Open xiechun-tsukuba opened 4 days ago

xiechun-tsukuba commented 4 days ago

System Info

- `Accelerate` version: 1.1.1
- Platform: Linux-3.10.0-1160.108.1.el7.x86_64-x86_64-with-glibc2.17
- `accelerate` bash location: /home/xiechun/micromamba/envs/PixArt/bin/accelerate
- Python version: 3.11.9
- Numpy version: 1.26.4
- PyTorch version (GPU?): 2.3.1 (True)
- PyTorch XPU available: False
- PyTorch NPU available: False
- PyTorch MLU available: False
- PyTorch MUSA available: False
- System RAM: 186.33 GB
- GPU type: Tesla V100-PCIE-32GB
- `Accelerate` default config:
        - compute_environment: LOCAL_MACHINE
        - distributed_type: MULTI_GPU
        - mixed_precision: fp16
        - use_cpu: False
        - debug: False
        - num_processes: 4
        - machine_rank: 0
        - num_machines: 1
        - gpu_ids: all
        - rdzv_backend: static
        - same_network: True
        - main_training_function: main
        - enable_cpu_affinity: False
        - downcast_bf16: no
        - tpu_use_cluster: False
        - tpu_use_sudo: False
        - tpu_env: []

Information

Tasks

Reproduction

This is highly related to #2823, which is closed as completed by bot, but I don't think the problem has been solved. I encountered the same problem and would like to provide some more information.

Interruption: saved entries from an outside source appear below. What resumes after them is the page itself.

// src/pdf/geometry.rs
//! Page geometry, colours and the Helvetica metrics used for line wrapping.

/// A4 in PDF user-space units.
pub const PAGE_WIDTH: f32 = 595.0;
pub const PAGE_HEIGHT: f32 = 842.0;
pub const MARGIN: f32 = 50.0;

pub const BANNER_HEIGHT: f32 = 100.0;
/// First free row on page one, below the banner.
pub const FIRST_PAGE_TOP: f32 = 130.0;
/// First free row on continuation pages.
pub const CONTINUATION_TOP: f32 = MARGIN;

pub const LABEL_X: f32 = 50.0;
pub const VALUE_X: f32 = 180.0;
pub const VALUE_WIDTH: f32 = 365.0;
pub const AGE_X: f32 = 300.0;
pub const DATE_X: f32 = 400.0;
pub const RULE_END_X: f32 = 545.0;
pub const PARAGRAPH_WIDTH: f32 = 495.0;

pub const ROW_HEIGHT: f32 = 20.0;
pub const WRAPPED_LINE_HEIGHT: f32 = 12.0;
pub const SUBHEADING_HEIGHT: f32 = 18.0;
pub const SECTION_HEADER_HEIGHT: f32 = 25.0;
pub const RULE_OFFSET: f32 = 18.0;
pub const FOOTER_Y: f32 = 750.0;

pub const OVERFLOW_THRESHOLD: f32 = 650.0;
pub const ADDITIONAL_INFO_THRESHOLD: f32 = 600.0;
/// Content below this row on the last page would collide with the footer.
pub const FOOTER_CLEARANCE: f32 = FOOTER_Y - 10.0;

#[derive(Debug, Clone, Copy, PartialEq)]
pub struct Color {
    pub r: u8,
    pub g: u8,
    pub b: u8,
}

impl Color {
    pub const fn rgb(r: u8, g: u8, b: u8) -> Self {
        Self { r, g, b }
    }

    pub fn components(&self) -> [f32; 3] {
        [
            self.r as f32 / 255.0,
            self.g as f32 / 255.0,
            self.b as f32 / 255.0,
        ]
    }
}

pub const ACCENT: Color = Color::rgb(0x4A, 0x7C, 0x4E);
pub const WHITE: Color = Color::rgb(0xFF, 0xFF, 0xFF);
pub const BLACK: Color = Color::rgb(0x00, 0x00, 0x00);
pub const BODY: Color = Color::rgb(0x33, 0x33, 0x33);
pub const MUTED: Color = Color::rgb(0x66, 0x66, 0x66);
pub const FAINT: Color = Color::rgb(0x99, 0x99, 0x99);

#[derive(Debug, Clone, Copy, PartialEq, Eq, Hash)]
pub enum Font {
    Regular,
    Bold,
}

impl Font {
    /// Resource name used inside content streams.
    pub fn resource_name(&self) -> &'static str {
        match self {
            Font::Regular => "F1",
            Font::Bold => "F2",
        }
    }

    pub fn base_font(&self) -> &'static str {
        match self {
            Font::Regular => "Helvetica",
            Font::Bold => "Helvetica-Bold",
        }
    }

    /// Advance width of one character in thousandths of the font size.
    /// Characters outside WinAnsi are measured as the `?` the writer emits.
    fn glyph_width(&self, c: char) -> u16 {
        let (low, high) = match self {
            Font::Regular => (&HELVETICA_WIDTHS, &HELVETICA_HIGH_WIDTHS),
            Font::Bold => (&HELVETICA_BOLD_WIDTHS, &HELVETICA_BOLD_HIGH_WIDTHS),
        };
        match win_ansi_code(c).unwrap_or(b'?') {
            code @ 32..=126 => low[(code - 32) as usize],
            code @ 128..=255 => high[(code - 128) as usize],
            _ => low[(b'?' - 32) as usize],
        }
    }

    pub fn text_width(&self, text: &str, size: f32) -> f32 {
        let units: u32 = text.chars().map(|c| self.glyph_width(c) as u32).sum();
        units as f32 * size / 1000.0
    }
}

#[rustfmt::skip]
const HELVETICA_WIDTHS: [u16; 95] = [
    278, 278, 355, 556, 556, 889, 667, 191, 333, 333, 389, 584, 278, 333, 278, 278,
    556, 556, 556, 556, 556, 556, 556, 556, 556, 556, 278, 278, 584, 584, 584, 556,
    1015, 667, 667, 722, 722, 667, 611, 778, 722, 278, 500, 667, 556, 833, 722, 778,
    667, 778, 722, 667, 611, 722, 667, 944, 667, 667, 611, 278, 278, 278, 469, 556,
    333, 556, 556, 500, 556, 556, 278, 556, 556, 222, 222, 500, 222, 833, 556, 556,
    556, 556, 333, 500, 278, 556, 500, 722, 500, 500, 500, 334, 260, 334, 584,
];

/// WinAnsi codes 128..=255. Zero marks codes with no glyph.
#[rustfmt::skip]
const HELVETICA_HIGH_WIDTHS: [u16; 128] = [
    556, 0, 222, 556, 333, 1000, 556, 556, 333, 1000, 667, 333, 1000, 0, 611, 0,
    0, 222, 222, 333, 333, 350, 556, 1000, 333, 1000, 500, 333, 944, 0, 500, 667,
    278, 333, 556, 556, 556, 556, 260, 556, 333, 737, 370, 556, 584, 333, 737, 333,
    400, 584, 333, 333, 333, 556, 537, 278, 333, 333, 365, 556, 834, 834, 834, 611,
    667, 667, 667, 667, 667, 667, 1000, 722, 667, 667, 667, 667, 278, 278, 278, 278,
    722, 722, 778, 778, 778, 778, 778, 584, 778, 722, 722, 722, 722, 667, 667, 611,
    556, 556, 556, 556, 556, 556, 889, 500, 556, 556, 556, 556, 278, 278, 278, 278,
    556, 556, 556, 556, 556, 556, 556, 584, 611, 556, 556, 556, 556, 500, 556, 500,
];

#[rustfmt::skip]
const HELVETICA_BOLD_WIDTHS: [u16; 95] = [
    278, 333, 474, 556, 556, 889, 722, 238, 333, 333, 389, 584, 278, 333, 278, 278,
    556, 556, 556, 556, 556, 556, 556, 556, 556, 556, 333, 333, 584, 584, 584, 611,
    975, 722, 722, 722, 722, 667, 611, 778, 722, 278, 556, 722, 611, 833, 722, 778,
    667, 778, 722, 667, 611, 722, 667, 944, 667, 667, 611, 333, 278, 333, 584, 556,
    333, 556, 611, 556, 611, 556, 333, 611, 611, 278, 278, 556, 278, 889, 611, 611,
    611, 611, 389, 556, 333, 611, 556, 778, 556, 556, 500, 389, 280, 389, 584,
];

#[rustfmt::skip]
const HELVETICA_BOLD_HIGH_WIDTHS: [u16; 128] = [
    556, 0, 278, 556, 500, 1000, 556, 556, 333, 1000, 667, 333, 1000, 0, 611, 0,
    0, 278, 278, 500, 500, 350, 556, 1000, 333, 1000, 556, 333, 944, 0, 500, 667,
    278, 333, 556, 556, 556, 556, 280, 556, 333, 737, 370, 556, 584, 333, 737, 333,
    400, 584, 333, 333, 333, 611, 556, 278, 333, 333, 365, 556, 834, 834, 834, 611,
    722, 722, 722, 722, 722, 722, 1000, 722, 667, 667, 667, 667, 278, 278, 278, 278,
    722, 722, 778, 778, 778, 778, 778, 584, 778, 722, 722, 722, 722, 667, 667, 611,
    556, 556, 556, 556, 556, 556, 889, 556, 556, 556, 556, 556, 278, 278, 278, 278,
    611, 611, 611, 611, 611, 611, 611, 584, 611, 611, 611, 611, 611, 556, 611, 556,
];

/// WinAnsiEncoding byte for `c`, if the standard fonts can draw it. Covers
/// printable ASCII, Latin-1 from U+00A0 and the cp1252 punctuation block.
pub fn win_ansi_code(c: char) -> Option<u8> {
    let code = match c {
        ' '..='~' | '\u{A0}'..='\u{FF}' => c as u32 as u8,
        '\u{20AC}' => 0x80,
        '\u{201A}' => 0x82,
        '\u{0192}' => 0x83,
        '\u{201E}' => 0x84,
        '\u{2026}' => 0x85,
        '\u{2020}' => 0x86,
        '\u{2021}' => 0x87,
        '\u{02C6}' => 0x88,
        '\u{2030}' => 0x89,
        '\u{0160}' => 0x8A,
        '\u{2039}' => 0x8B,
        '\u{0152}' => 0x8C,
        '\u{017D}' => 0x8E,
        '\u{2018}' => 0x91,
        '\u{2019}' => 0x92,
        '\u{201C}' => 0x93,
        '\u{201D}' => 0x94,
        '\u{2022}' => 0x95,
        '\u{2013}' => 0x96,
        '\u{2014}' => 0x97,
        '\u{02DC}' => 0x98,
        '\u{2122}' => 0x99,
        '\u{0161}' => 0x9A,
        '\u{203A}' => 0x9B,
        '\u{0153}' => 0x9C,
        '\u{017E}' => 0x9E,
        '\u{0178}' => 0x9F,
        _ => return None,
    };
    Some(code)
}

/// Greedy word wrap to `max_width`. Words wider than a line are split by character.
/// Always returns at least one line.
pub fn wrap_text(text: &str, font: Font, size: f32, max_width: f32) -> Vec<String> {
    let mut lines = Vec::new();

    for paragraph in text.lines() {
        let mut current = String::new();

        for word in paragraph.split_whitespace() {
            let candidate = if current.is_empty() {
                word.to_string()
            } else {
                format!("{} {}", current, word)
            };

            if font.text_width(&candidate, size) <= max_width {
                current = candidate;
                continue;
            }

            if !current.is_empty() {
                lines.push(std::mem::take(&mut current));
            }

            if font.text_width(word, size) <= max_width {
                current = word.to_string();
            } else {
                for c in word.chars() {
                    current.push(c);
                    if font.text_width(&current, size) > max_width {
                        current.pop();
                        lines.push(std::mem::take(&mut current));
                        current.push(c);
                    }
                }
            }
        }

        if !current.is_empty() {
            lines.push(current);
        }
    }

    if lines.is_empty() {
        lines.push(String::new());
    }
    lines
}

#[cfg(test)]
mod tests {
    use super::*;

    #[test]
    fn test_text_width_uses_afm_metrics() {
        // "Hi" = H(722) + i(222)
        assert!((Font::Regular.text_width("Hi", 10.0) - 9.44).abs() < 0.001);
        // Bold i is wider than regular i.
        assert!(Font::Bold.text_width("i", 10.0) > Font::Regular.text_width("i", 10.0));
    }

    #[test]
    fn test_non_latin_measured_as_placeholder_glyph() {
        let thai = Font::Regular.text_width("สม", 10.0);
        let question = Font::Regular.text_width("??", 10.0);
        assert_eq!(thai, question);
    }

    #[test]
    fn test_latin1_letters_use_their_own_widths() {
        // e-acute and u-umlaut are as wide as e and u in Helvetica.
        assert_eq!(
            Font::Regular.text_width("caf\u{E9} m\u{FC}de", 10.0),
            Font::Regular.text_width("cafe mude", 10.0)
        );
        // Em dash (1000) is wider than the '?' fallback (556).
        assert!(
            Font::Regular.text_width("\u{2014}", 10.0) > Font::Regular.text_width("?", 10.0)
        );
    }

    #[test]
    fn test_win_ansi_codes() {
        assert_eq!(win_ansi_code('A'), Some(b'A'));
        assert_eq!(win_ansi_code('\u{E9}'), Some(0xE9));
        assert_eq!(win_ansi_code('\u{2019}'), Some(0x92));
        assert_eq!(win_ansi_code('\u{20AC}'), Some(0x80));
        assert_eq!(win_ansi_code('\u{2013}'), Some(0x96));
        // C1 controls have no glyph even though they fit in a byte.
        assert_eq!(win_ansi_code('\u{85}'), None);
        assert_eq!(win_ansi_code('\t'), None);
        assert_eq!(win_ansi_code('\u{0E2A}'), None);
    }

    #[test]
    fn test_wrap_short_text_single_line() {
        let lines = wrap_text("Barista", Font::Regular, 10.0, VALUE_WIDTH);
        assert_eq!(lines, vec!["Barista".to_string()]);
    }

    #[test]
    fn test_wrap_respects_width() {
        let text = "clean ".repeat(60);
        let lines = wrap_text(&text, Font::Regular, 10.0, PARAGRAPH_WIDTH);
        assert!(lines.len() > 1);
        for line in &lines {
            assert!(Font::Regular.text_width(line, 10.0) <= PARAGRAPH_WIDTH);
        }
        let rejoined = lines.join(" ");
        assert_eq!(rejoined.split_whitespace().count(), 60);
    }

    #[test]
    fn test_wrap_splits_long_words() {
        let word = "x".repeat(200);
        let lines = wrap_text(&word, Font::Regular, 10.0, 100.0);
        assert!(lines.len() > 1);
        assert_eq!(lines.concat(), word);
    }

    #[test]
    fn test_wrap_empty_text_yields_one_line() {
        assert_eq!(wrap_text("", Font::Regular, 10.0, 100.0), vec![String::new()]);
    }
}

As described here, the dataloader resumed from checkpoint should know which epoch it should start with, but as reported by #2823, the sequence the dataloader yields is actually the epoch n+1 if the training was interrupted during epoch n.

I reproduced the bug using the code below. When num_processes=1, the behavior is the same as that of #2823. I saved the checkpoint in the middle of epoch 2, but the dataloader starts from epoch 3 after resuming. However, When num_processes>1, the dataloader is not resumed at all, it begins from epoch 1.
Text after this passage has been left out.